-- Opening Marker --

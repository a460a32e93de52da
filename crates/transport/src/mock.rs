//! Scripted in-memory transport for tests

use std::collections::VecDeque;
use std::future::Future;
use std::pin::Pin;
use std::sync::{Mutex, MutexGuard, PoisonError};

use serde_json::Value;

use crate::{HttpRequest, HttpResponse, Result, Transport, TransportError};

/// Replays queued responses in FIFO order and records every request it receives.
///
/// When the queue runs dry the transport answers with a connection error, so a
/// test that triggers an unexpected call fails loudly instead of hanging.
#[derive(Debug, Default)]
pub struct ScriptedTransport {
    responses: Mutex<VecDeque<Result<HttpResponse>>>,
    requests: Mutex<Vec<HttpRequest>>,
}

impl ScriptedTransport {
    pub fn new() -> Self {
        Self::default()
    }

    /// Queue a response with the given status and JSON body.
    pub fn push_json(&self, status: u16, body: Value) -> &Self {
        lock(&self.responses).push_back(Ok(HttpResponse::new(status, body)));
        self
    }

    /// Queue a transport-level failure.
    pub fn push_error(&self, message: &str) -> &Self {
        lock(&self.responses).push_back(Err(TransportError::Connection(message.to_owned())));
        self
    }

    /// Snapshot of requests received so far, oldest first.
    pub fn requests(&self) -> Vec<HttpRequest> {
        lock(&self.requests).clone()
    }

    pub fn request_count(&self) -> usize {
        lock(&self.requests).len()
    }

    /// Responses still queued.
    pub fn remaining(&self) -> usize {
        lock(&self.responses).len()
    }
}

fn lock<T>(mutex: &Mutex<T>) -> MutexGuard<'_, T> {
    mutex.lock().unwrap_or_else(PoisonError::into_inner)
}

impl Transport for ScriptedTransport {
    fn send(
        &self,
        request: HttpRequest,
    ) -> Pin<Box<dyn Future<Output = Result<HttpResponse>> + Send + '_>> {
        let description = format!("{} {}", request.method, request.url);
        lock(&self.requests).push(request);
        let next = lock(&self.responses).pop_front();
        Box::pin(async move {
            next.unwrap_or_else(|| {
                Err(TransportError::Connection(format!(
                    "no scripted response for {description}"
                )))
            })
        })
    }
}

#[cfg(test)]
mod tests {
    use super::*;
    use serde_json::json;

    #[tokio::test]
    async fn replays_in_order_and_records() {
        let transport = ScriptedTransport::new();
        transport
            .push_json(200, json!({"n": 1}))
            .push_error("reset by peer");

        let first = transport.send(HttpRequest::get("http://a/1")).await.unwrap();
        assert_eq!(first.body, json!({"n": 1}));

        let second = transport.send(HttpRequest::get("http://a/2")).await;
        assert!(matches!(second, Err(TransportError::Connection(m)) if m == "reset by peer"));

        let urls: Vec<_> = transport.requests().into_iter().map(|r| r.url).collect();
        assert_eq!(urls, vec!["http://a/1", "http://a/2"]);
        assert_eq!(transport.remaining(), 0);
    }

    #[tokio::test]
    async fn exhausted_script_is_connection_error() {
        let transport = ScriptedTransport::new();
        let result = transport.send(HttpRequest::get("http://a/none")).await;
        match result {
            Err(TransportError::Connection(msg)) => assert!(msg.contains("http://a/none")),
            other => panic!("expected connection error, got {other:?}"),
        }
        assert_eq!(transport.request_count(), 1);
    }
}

-- Closing Marker --
-- Opening Marker --

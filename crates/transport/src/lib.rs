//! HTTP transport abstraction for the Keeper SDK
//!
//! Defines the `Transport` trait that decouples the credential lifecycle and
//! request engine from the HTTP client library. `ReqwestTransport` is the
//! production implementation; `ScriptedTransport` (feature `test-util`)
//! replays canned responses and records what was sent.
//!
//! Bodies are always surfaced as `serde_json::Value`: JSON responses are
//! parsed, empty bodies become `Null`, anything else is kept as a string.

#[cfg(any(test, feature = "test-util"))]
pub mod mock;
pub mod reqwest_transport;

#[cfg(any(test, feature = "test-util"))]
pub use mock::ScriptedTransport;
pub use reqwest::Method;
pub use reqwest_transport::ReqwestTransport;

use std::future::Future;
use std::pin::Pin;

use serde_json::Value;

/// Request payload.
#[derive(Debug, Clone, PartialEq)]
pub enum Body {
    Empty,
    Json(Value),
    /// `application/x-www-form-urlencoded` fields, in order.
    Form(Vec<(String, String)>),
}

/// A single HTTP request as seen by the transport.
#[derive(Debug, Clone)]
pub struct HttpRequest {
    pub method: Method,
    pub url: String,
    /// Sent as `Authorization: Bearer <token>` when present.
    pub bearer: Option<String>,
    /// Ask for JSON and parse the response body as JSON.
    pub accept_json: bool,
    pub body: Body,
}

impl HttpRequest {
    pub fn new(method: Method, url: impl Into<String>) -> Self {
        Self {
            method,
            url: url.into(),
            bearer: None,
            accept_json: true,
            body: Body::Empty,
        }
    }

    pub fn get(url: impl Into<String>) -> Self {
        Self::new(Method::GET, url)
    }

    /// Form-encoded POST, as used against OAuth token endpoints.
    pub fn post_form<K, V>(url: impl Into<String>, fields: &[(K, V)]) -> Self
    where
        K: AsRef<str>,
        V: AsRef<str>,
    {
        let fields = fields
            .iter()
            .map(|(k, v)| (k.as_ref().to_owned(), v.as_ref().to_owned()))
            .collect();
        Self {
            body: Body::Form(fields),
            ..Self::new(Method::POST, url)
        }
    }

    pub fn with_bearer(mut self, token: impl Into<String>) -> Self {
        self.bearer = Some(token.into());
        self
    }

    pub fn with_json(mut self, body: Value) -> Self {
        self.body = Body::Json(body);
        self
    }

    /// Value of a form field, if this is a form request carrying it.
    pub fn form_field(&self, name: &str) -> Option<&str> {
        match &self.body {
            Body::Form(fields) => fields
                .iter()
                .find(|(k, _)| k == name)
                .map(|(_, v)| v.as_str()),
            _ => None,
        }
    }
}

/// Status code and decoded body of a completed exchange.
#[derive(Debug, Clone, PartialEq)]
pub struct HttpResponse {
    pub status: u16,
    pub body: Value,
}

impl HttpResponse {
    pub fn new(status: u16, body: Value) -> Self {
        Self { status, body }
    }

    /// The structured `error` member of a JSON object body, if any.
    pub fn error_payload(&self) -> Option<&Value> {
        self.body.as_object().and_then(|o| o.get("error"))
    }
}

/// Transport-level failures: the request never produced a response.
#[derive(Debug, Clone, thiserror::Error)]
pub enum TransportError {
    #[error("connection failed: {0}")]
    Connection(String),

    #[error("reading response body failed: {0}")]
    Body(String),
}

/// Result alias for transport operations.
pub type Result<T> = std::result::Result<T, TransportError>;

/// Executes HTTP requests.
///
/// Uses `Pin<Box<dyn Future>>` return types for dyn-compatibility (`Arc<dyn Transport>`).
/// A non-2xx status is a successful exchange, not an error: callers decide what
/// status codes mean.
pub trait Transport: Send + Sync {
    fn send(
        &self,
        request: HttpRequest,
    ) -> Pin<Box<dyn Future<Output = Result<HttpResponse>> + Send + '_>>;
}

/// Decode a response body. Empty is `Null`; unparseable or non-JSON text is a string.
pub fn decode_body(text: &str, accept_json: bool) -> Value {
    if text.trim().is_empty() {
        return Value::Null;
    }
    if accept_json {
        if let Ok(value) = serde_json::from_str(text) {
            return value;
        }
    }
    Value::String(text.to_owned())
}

-- Closing Marker --
-- Opening Marker --

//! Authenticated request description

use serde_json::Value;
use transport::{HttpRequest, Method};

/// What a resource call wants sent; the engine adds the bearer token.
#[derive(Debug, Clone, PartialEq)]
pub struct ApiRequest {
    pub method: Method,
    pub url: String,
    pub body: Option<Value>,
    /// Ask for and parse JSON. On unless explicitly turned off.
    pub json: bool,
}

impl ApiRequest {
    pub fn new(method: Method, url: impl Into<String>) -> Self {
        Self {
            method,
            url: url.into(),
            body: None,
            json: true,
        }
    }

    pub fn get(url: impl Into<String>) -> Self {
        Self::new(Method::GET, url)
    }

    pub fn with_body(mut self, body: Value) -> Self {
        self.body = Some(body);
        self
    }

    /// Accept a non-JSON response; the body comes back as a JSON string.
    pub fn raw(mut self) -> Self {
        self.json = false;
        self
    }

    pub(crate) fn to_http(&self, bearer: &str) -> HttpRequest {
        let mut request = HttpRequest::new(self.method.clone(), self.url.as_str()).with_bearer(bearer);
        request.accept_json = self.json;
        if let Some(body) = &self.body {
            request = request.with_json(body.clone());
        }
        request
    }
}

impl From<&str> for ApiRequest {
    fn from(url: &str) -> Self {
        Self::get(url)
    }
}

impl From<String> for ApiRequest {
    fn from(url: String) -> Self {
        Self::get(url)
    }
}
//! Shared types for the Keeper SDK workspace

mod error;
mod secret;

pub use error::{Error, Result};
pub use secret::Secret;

-- Closing Marker --

-- TASK INSTRUCTIONS --
Search the entries above for the string "failed", and report each line where it occurs.

-- OUTPUT BELOW --
    #[error("connection failed: {0}")]
    #[error("reading response body failed: {0}")]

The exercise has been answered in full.